The photographs had been taken by the JPO Vulpecula’s Captain, Eric Bilango.

“They offered Captain Bilango some money for the pics,” Deacon Patrick told The Record, “and [the Captain] said, “we don’t want it, give it as a donation to the Stella Maris Seafarers Association who made us feel so at home.”

Next time the ship was at port in Fremantle, Deacon Patrick, went down to the port to see if he could offer any solace to the ship’s crew, who had seen many of the 200 asylum seekers on board the leaking vessel perish in the waves before they could be rescued.

Deacon Patrick said he is busier now, as an ordained minister, than he ever was during his 36 years at the State Library of Western Australia.

The seafarers who come are typically on-leave from their ships for a few hours, looking for a place to rest and recuperate, and for help to reconnect with their families back home.

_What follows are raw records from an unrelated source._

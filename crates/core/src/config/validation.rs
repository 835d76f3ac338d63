//! Configuration validation rules.
//!
//! This module provides validation logic for `AppConfig` values
//! after they have been loaded from environment, files, or defaults.

use crate::config::AppConfig;
use thiserror::Error;

/// Configuration validation errors.
#[derive(Debug, Error)]
pub enum ConfigError {
    #[error("failed to load configuration: {0}")]
    LoadFailed(String),

    #[error("invalid configuration: {field} - {reason}")]
    Invalid { field: String, reason: String },

    #[error("missing required configuration: {field} ({hint})")]
    Missing { field: String, hint: String },
}

impl AppConfig {
    /// Validate configuration values after loading.
    ///
    /// # Errors
    ///
    /// Returns `ConfigError::Invalid` if:
    /// - `max_bytes` is 0 or exceeds 50MB
    /// - `timeout_ms` is less than 100ms or exceeds 5 minutes
    /// - `max_redirects` exceeds 20
    /// - `user_agent` is empty
    ///
    /// Returns `ConfigError::Missing` if `db_path` is empty.
    pub fn validate(&self) -> Result<(), ConfigError> {
        if self.db_path.as_os_str().is_empty() {
            return Err(ConfigError::Missing {
                field: "db_path".into(),
                hint: "Set CACHESTORAGE_DB_PATH environment variable".into(),
            });
        }

        if self.max_bytes == 0 {
            return Err(ConfigError::Invalid { field: "max_bytes".into(), reason: "must be greater than 0".into() });
        }
        if self.max_bytes > 50 * 1024 * 1024 {
            return Err(ConfigError::Invalid { field: "max_bytes".into(), reason: "must not exceed 50MB".into() });
        }

        if self.timeout_ms < 100 {
            return Err(ConfigError::Invalid { field: "timeout_ms".into(), reason: "must be at least 100ms".into() });
        }
        if self.timeout_ms > 300_000 {
            return Err(ConfigError::Invalid {
                field: "timeout_ms".into(),
                reason: "must not exceed 5 minutes (300000ms)".into(),
            });
        }

        if self.max_redirects > 20 {
            return Err(ConfigError::Invalid { field: "max_redirects".into(), reason: "must not exceed 20".into() });
        }

        if self.user_agent.is_empty() {
            return Err(ConfigError::Invalid { field: "user_agent".into(), reason: "must not be empty".into() });
        }

        if self.max_redirects == 0 {
            tracing::warn!("max_redirects is 0; any redirect fails the fetch");
        }

        Ok(())
    }
}
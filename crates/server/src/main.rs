//! cachestorage-mcp server entry point.
//!
//! Boots the cache registry over the configured SQLite database and serves it
//! as MCP tools on stdio transport.
//! Logging goes to stderr to avoid interfering with the JSON-RPC protocol on stdout.

use std::sync::Arc;

use anyhow::Result;
use cachestorage_client::{FetchConfig, HttpFetcher};
use cachestorage_core::{AppConfig, CacheStorage, Storage};
use rmcp::service::serve_server;
use rmcp::transport::io::stdio;
use tracing_subscriber::EnvFilter;

mod handler;
mod tools;

#[tokio::main]
async fn main() -> Result<()> {
    tracing_subscriber::fmt()
        .with_env_filter(EnvFilter::from_default_env())
        .with_writer(std::io::stderr)
        .json()
        .init();

    let config = AppConfig::load()?;
    tracing::info!(db_path = %config.db_path.display(), "Starting cachestorage-mcp server on stdio transport");

    let db = Storage::open(&config.db_path).await?;
    let fetcher = HttpFetcher::new(FetchConfig::from(&config))?;
    let storage = CacheStorage::new(db.clone(), Arc::new(fetcher));

    let handler = handler::CacheStorageServer::new(storage);
    let transport = stdio();
    let server = serve_server(handler, transport).await?;

    let reason = server.waiting().await?;
    tracing::info!(?reason, "MCP session ended");

    db.close().await?;

    Ok(())
}
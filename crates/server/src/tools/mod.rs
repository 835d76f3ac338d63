//! MCP tool implementations.
//!
//! This module contains all tools exposed by the cachestorage-mcp server,
//! plus the JSON shapes used to carry requests and responses over the wire.

pub mod buckets;
pub mod entries;

use cachestorage_core::{CacheRequest, CacheResponse, Error};
use http::{HeaderMap, HeaderName, HeaderValue, Method, StatusCode};
use rmcp::{
    ErrorData as McpError,
    model::{CallToolResult, Content},
};
use schemars::JsonSchema;
use serde::{Deserialize, Serialize};
use url::Url;

/// A single header line.
#[derive(Debug, Clone, PartialEq, Eq, Serialize, Deserialize, JsonSchema)]
pub struct HeaderPair {
    pub name: String,
    pub value: String,
}

/// A request as supplied by a tool caller.
#[derive(Debug, Clone, Default, Serialize, Deserialize, JsonSchema)]
pub struct RequestParams {
    /// Absolute URL.
    pub url: String,

    /// HTTP method (default: "GET").
    #[serde(default)]
    pub method: Option<String>,

    /// Request headers, in order; repeated names are kept.
    #[serde(default)]
    pub headers: Vec<HeaderPair>,
}

/// A response as supplied to `cache_put`.
#[derive(Debug, Clone, Serialize, Deserialize, JsonSchema)]
pub struct ResponseParams {
    /// HTTP status code.
    pub status: u16,

    /// Reason phrase (default: canonical phrase for `status`).
    #[serde(default)]
    pub status_text: Option<String>,

    #[serde(default)]
    pub headers: Vec<HeaderPair>,

    /// UTF-8 body text.
    #[serde(default)]
    pub body: Option<String>,
}

/// A stored request returned to the caller.
#[derive(Debug, Clone, Serialize, Deserialize, JsonSchema)]
pub struct RequestOutput {
    pub url: String,
    pub method: String,
    pub headers: Vec<HeaderPair>,
}

/// A stored response returned to the caller.
#[derive(Debug, Clone, Serialize, Deserialize, JsonSchema)]
pub struct ResponseOutput {
    pub status: u16,
    #[serde(skip_serializing_if = "Option::is_none")]
    pub status_text: Option<String>,
    pub headers: Vec<HeaderPair>,
    /// Body decoded as UTF-8 (lossy).
    #[serde(skip_serializing_if = "Option::is_none")]
    pub body: Option<String>,
    /// Body length in bytes.
    pub body_bytes: usize,
}

fn parse_headers(pairs: &[HeaderPair]) -> Result<HeaderMap, Error> {
    let mut headers = HeaderMap::with_capacity(pairs.len());
    for pair in pairs {
        let name = HeaderName::try_from(pair.name.as_str())
            .map_err(|e| Error::InvalidHeaders(format!("{}: {e}", pair.name)))?;
        let value = HeaderValue::try_from(pair.value.as_str())
            .map_err(|e| Error::InvalidHeaders(format!("{}: {e}", pair.name)))?;
        headers.append(name, value);
    }
    Ok(headers)
}

fn header_pairs(headers: &HeaderMap) -> Vec<HeaderPair> {
    headers
        .iter()
        .map(|(name, value)| HeaderPair {
            name: name.as_str().to_string(),
            value: String::from_utf8_lossy(value.as_bytes()).into_owned(),
        })
        .collect()
}

impl TryFrom<RequestParams> for CacheRequest {
    type Error = Error;

    fn try_from(params: RequestParams) -> Result<Self, Error> {
        let url = Url::parse(&params.url)?;
        let method = match params.method.as_deref() {
            None => Method::GET,
            Some(m) => Method::from_bytes(m.to_ascii_uppercase().as_bytes())
                .map_err(|_| Error::InvalidInput(format!("invalid method: {m}")))?,
        };

        let mut request = CacheRequest::new(method, url);
        request.headers = parse_headers(&params.headers)?;
        Ok(request)
    }
}

impl TryFrom<ResponseParams> for CacheResponse {
    type Error = Error;

    fn try_from(params: ResponseParams) -> Result<Self, Error> {
        let status = StatusCode::from_u16(params.status)
            .map_err(|_| Error::InvalidInput(format!("invalid status: {}", params.status)))?;

        let mut response = CacheResponse::new(status);
        if params.status_text.is_some() {
            response.status_text = params.status_text;
        }
        response.headers = parse_headers(&params.headers)?;
        response.body = params.body.map(Into::into);
        Ok(response)
    }
}

impl From<&CacheRequest> for RequestOutput {
    fn from(request: &CacheRequest) -> Self {
        Self {
            url: request.url.to_string(),
            method: request.method.to_string(),
            headers: header_pairs(&request.headers),
        }
    }
}

impl From<&CacheResponse> for ResponseOutput {
    fn from(response: &CacheResponse) -> Self {
        Self {
            status: response.status.as_u16(),
            status_text: response.status_text.clone(),
            headers: header_pairs(&response.headers),
            body: response.body.as_ref().map(|b| String::from_utf8_lossy(b).into_owned()),
            body_bytes: response.body.as_ref().map_or(0, |b| b.len()),
        }
    }
}

/// Serialize `output` as the single text item of a successful tool result.
pub(crate) fn json_result<T: Serialize>(output: &T) -> Result<CallToolResult, McpError> {
    let json = serde_json::to_string_pretty(output)
        .map_err(|e| Error::InvalidInput(format!("Failed to serialize output: {e}")))?;
    Ok(CallToolResult::success(vec![Content::text(json)]))
}

/// Reject blank bucket names before they reach storage.
pub(crate) fn require_name(name: &str) -> Result<&str, Error> {
    if name.trim().is_empty() {
        return Err(Error::InvalidInput("cache_name cannot be empty".into()));
    }
    Ok(name)
}
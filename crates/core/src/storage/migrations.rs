//! Versioned schema migrations.
//!
//! Applied versions are recorded in `_migrations`; each pending migration runs
//! in its own transaction together with its version row, so a failed script
//! leaves the schema at the previous version.

use super::Error;
use tokio_rusqlite::{Connection, params};

struct Migration {
    version: i64,
    name: &'static str,
    sql: &'static str,
}

/// Ordered by version; scripts use `IF NOT EXISTS` throughout.
const MIGRATIONS: &[Migration] = &[
    Migration { version: 1, name: "buckets", sql: include_str!("../../migrations/001_buckets.sql") },
    Migration { version: 2, name: "entries", sql: include_str!("../../migrations/002_entries.sql") },
];

/// Bring the schema up to the latest version.
pub async fn run(conn: &Connection) -> Result<(), Error> {
    conn.call(|conn| -> Result<(), Error> {
        conn.execute_batch(
            "CREATE TABLE IF NOT EXISTS _migrations (
                version INTEGER PRIMARY KEY,
                name TEXT NOT NULL,
                applied_at TEXT NOT NULL
            )",
        )?;

        let current: i64 =
            conn.query_row("SELECT COALESCE(MAX(version), 0) FROM _migrations", [], |row| row.get(0))?;

        for migration in MIGRATIONS.iter().filter(|m| m.version > current) {
            let tx = conn.transaction()?;
            tx.execute_batch(migration.sql)
                .map_err(|e| Error::MigrationFailed(format!("{} ({}): {e}", migration.version, migration.name)))?;
            tx.execute(
                "INSERT INTO _migrations (version, name, applied_at) VALUES (?1, ?2, ?3)",
                params![migration.version, migration.name, chrono::Utc::now().to_rfc3339()],
            )?;
            tx.commit()?;
            tracing::info!(version = migration.version, name = migration.name, "applied migration");
        }

        Ok(())
    })
    .await
    .map_err(Error::from)
}
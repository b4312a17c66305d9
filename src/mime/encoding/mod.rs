//-
// Copyright (c) 2023, Jason Lingle
//
// This file is part of Lazymime.
//
// Lazymime is free software: you can redistribute it and/or modify it under
// the terms of the GNU  General Public License as published  by the Free
// Software Foundation, either version 3 of the License, or (at your option)
// any later version.
//
// Lazymime is distributed  in the hope that it will  be useful, but WITHOUT
// ANY  WARRANTY; without  even  the implied  warranty  of MERCHANTABILITY  or
// FITNESS FOR  A PARTICULAR  PURPOSE. See the  GNU General  Public License
// for more details.
//
// You should have received a copy of the GNU General Public License along
// with Lazymime. If not, see <http://www.gnu.org/licenses/>.

//! Content-transfer-encoding and charset codecs.
//!
//! Every codec is a stateful chunk transform: input may be split at
//! arbitrary points across `push` calls and the concatenated output is the
//! same regardless of the splits. Codecs never fail; undecodable input is
//! passed through or dropped according to each codec's tolerance rules.

pub mod base64;
pub mod charset;
pub mod quoted_printable;
pub mod uu;

use std::io::{self, Read};

pub use self::base64::{Base64Decoder, Base64Encoder};
pub use self::charset::{CharsetDecoder, CharsetEncoder};
pub use self::quoted_printable::{QpDecoder, QpEncoder};
pub use self::uu::{UuDecoder, UuEncoder};

/// A stateful, infallible byte-stream transform.
pub trait Codec {
    /// Transforms `input`, appending output to `out`.
    ///
    /// Bytes which cannot be transformed yet (e.g. a partial base64 group)
    /// are carried inside the codec until the next call.
    fn push(&mut self, input: &[u8], out: &mut Vec<u8>);

    /// Signals end of input, flushing whatever the codec can still produce.
    fn finish(&mut self, out: &mut Vec<u8>);
}

/// A sequence of codecs applied in order.
///
/// An empty chain is the identity transform.
#[derive(Default)]
pub struct Chain {
    stages: Vec<Box<dyn Codec>>,
}

impl Chain {
    pub fn new() -> Self {
        Chain::default()
    }

    pub fn add(&mut self, stage: Box<dyn Codec>) {
        self.stages.push(stage);
    }

    pub fn is_empty(&self) -> bool {
        self.stages.is_empty()
    }
}

impl Codec for Chain {
    fn push(&mut self, input: &[u8], out: &mut Vec<u8>) {
        match self.stages.len() {
            0 => out.extend_from_slice(input),
            1 => self.stages[0].push(input, out),
            _ => {
                let last = self.stages.len() - 1;
                let mut cur = Vec::new();
                self.stages[0].push(input, &mut cur);
                for stage in &mut self.stages[1..last] {
                    let mut next = Vec::new();
                    stage.push(&cur, &mut next);
                    cur = next;
                }
                self.stages[last].push(&cur, out);
            },
        }
    }

    fn finish(&mut self, out: &mut Vec<u8>) {
        // Flushing stage i can produce output that still needs to pass
        // through stages i+1.., before those flush their own state.
        for i in 0..self.stages.len() {
            let mut cur = Vec::new();
            self.stages[i].finish(&mut cur);
            for stage in &mut self.stages[i + 1..] {
                let mut next = Vec::new();
                stage.push(&cur, &mut next);
                cur = next;
            }
            out.extend_from_slice(&cur);
        }
    }
}

const READ_CHUNK: usize = 4096;

/// Adapts a push-style codec (chain) into a `Read`.
///
/// This is what `PartProxy::content_stream` hands back: the raw byte-range
/// view wrapped by the part's transfer-encoding and charset codecs.
pub struct CodecReader<R> {
    inner: R,
    codec: Chain,
    pending: Vec<u8>,
    pos: usize,
    finished: bool,
}

impl<R: Read> CodecReader<R> {
    pub fn new(inner: R, codec: Chain) -> Self {
        CodecReader {
            inner,
            codec,
            pending: Vec::new(),
            pos: 0,
            finished: false,
        }
    }
}

impl<R: Read> Read for CodecReader<R> {
    fn read(&mut self, dst: &mut [u8]) -> io::Result<usize> {
        loop {
            if self.pos < self.pending.len() {
                let n = dst.len().min(self.pending.len() - self.pos);
                dst[..n]
                    .copy_from_slice(&self.pending[self.pos..self.pos + n]);
                self.pos += n;
                return Ok(n);
            }

            if self.finished {
                return Ok(0);
            }

            self.pending.clear();
            self.pos = 0;

            let mut chunk = [0u8; READ_CHUNK];
            let nread = self.inner.read(&mut chunk)?;
            if 0 == nread {
                self.codec.finish(&mut self.pending);
                self.finished = true;
            } else {
                self.codec.push(&chunk[..nread], &mut self.pending);
            }
        }
    }
}

#[cfg(test)]
pub(crate) mod test_util {
    use super::*;

    /// Run `input` through `codec` in chunks of `chunk_size`.
    pub fn transform(
        codec: &mut dyn Codec,
        input: &[u8],
        chunk_size: usize,
    ) -> Vec<u8> {
        let mut out = Vec::new();
        for chunk in input.chunks(chunk_size.max(1)) {
            codec.push(chunk, &mut out);
        }
        codec.finish(&mut out);
        out
    }

    /// Assert that the transform is insensitive to how the input is split.
    pub fn assert_chunk_invariant<F: Fn() -> Box<dyn Codec>>(
        make: F,
        input: &[u8],
    ) -> Vec<u8> {
        let baseline = transform(&mut *make(), input, 4096);
        for &size in &[1usize, 3, 7] {
            assert_eq!(
                baseline,
                transform(&mut *make(), input, size),
                "output changed with chunk size {}",
                size
            );
        }
        baseline
    }
}

#[cfg(test)]
mod test {
    use std::io::Read;

    use super::*;

    #[test]
    fn empty_chain_is_identity() {
        let mut reader = CodecReader::new(&b"hello"[..], Chain::new());
        let mut out = Vec::new();
        reader.read_to_end(&mut out).unwrap();
        assert_eq!(b"hello".to_vec(), out);
    }

    #[test]
    fn chained_decode_through_reader() {
        // base64("line1=\r\nline2" as QP) -> chained b64 + QP decode
        let qp = b"bGluZTE9DQpsaW5lMg==";
        let mut chain = Chain::new();
        chain.add(Box::new(Base64Decoder::new()));
        chain.add(Box::new(QpDecoder::new()));

        let mut reader = CodecReader::new(&qp[..], chain);
        let mut out = Vec::new();
        reader.read_to_end(&mut out).unwrap();
        assert_eq!(b"line1line2".to_vec(), out);
    }

    #[test]
    fn reader_with_tiny_destination_buffer() {
        let mut chain = Chain::new();
        chain.add(Box::new(Base64Decoder::new()));
        let mut reader = CodecReader::new(&b"dGVzdA=="[..], chain);

        let mut out = Vec::new();
        let mut buf = [0u8; 1];
        loop {
            let n = reader.read(&mut buf).unwrap();
            if 0 == n {
                break;
            }
            out.extend_from_slice(&buf[..n]);
        }
        assert_eq!(b"test".to_vec(), out);
    }
}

“They’re poorly paid fellers,” he said of his visiting seafarers, standing in a room with several computers set up for internet access and magazines for light reading.

“They love the women’s magazines. As soon as I put out the women’s magazines they just go. Same with the [donated] clothes,” he said.

He will often get a call from security guards down at the port to alert him to a ship’s arrival.

Throughout the week, he takes the Stella Maris van down to port to pick up sailors who hail from all over the world; Ukraine, Russia, the Phillipines and China, among many other countries.

“I really love it here. And it’s funny, isn’t it. I never expected to be here,” he said.

In early 2007, shortly after he was ordained to the permanent diaconate, he received a call from the then-Vicar General, Mgr Brian O’Loughlin asking if he would consider the post of Stella Maris Administrator.

The centre had been closed and left empty for two years. The whole place was a wreck when he saw it, Deacon Patrick said, with graffiti and rotting carpet throughout the building.

Getting it back to a functional state was tough but re-establishing connections with seafarers was no-less difficult.

He had expected to be working exclusively in a parish – visiting parishioners, doing baptisms and burials, and assisting the liturgy.

In addition to Stella Maris, Deacon Patrick serves at his home parish of St Francis Xavier in Armadale, living with Carol, his wife of 40 years, in the neighbouring town of Roleystone.

A father of six, he has had the pleasure of baptising one of his three grandchildren, with the hope of baptising more in the not-too-distant future.

Although happy in his ministry, he said he felt frustrated that he could not anoint people when they were near death, recounting the story of one man who he regularly visited throughout his sickness and whose family asked him to anoint the night before he died.

Down at Stella Maris, he said he was blessed to have two capable and generous part-time staff and several excellent volunteers.

Volunteers were hard to come by but he had a man starting on the Monday of the following week.

The man’s daughter was one of two Iona Presentation College students who had done work experience at Stella Maris recently.

“They were good as gold these girls. They worked so hard, beavering away, and were very cheerful,” Deacon Patrick said.

“The father thought, ‘I could help there’. He’s not a Catholic but it doesn’t matter, he’s got a good heart.

“So there you go, the Holy Spirit works in amazing ways.”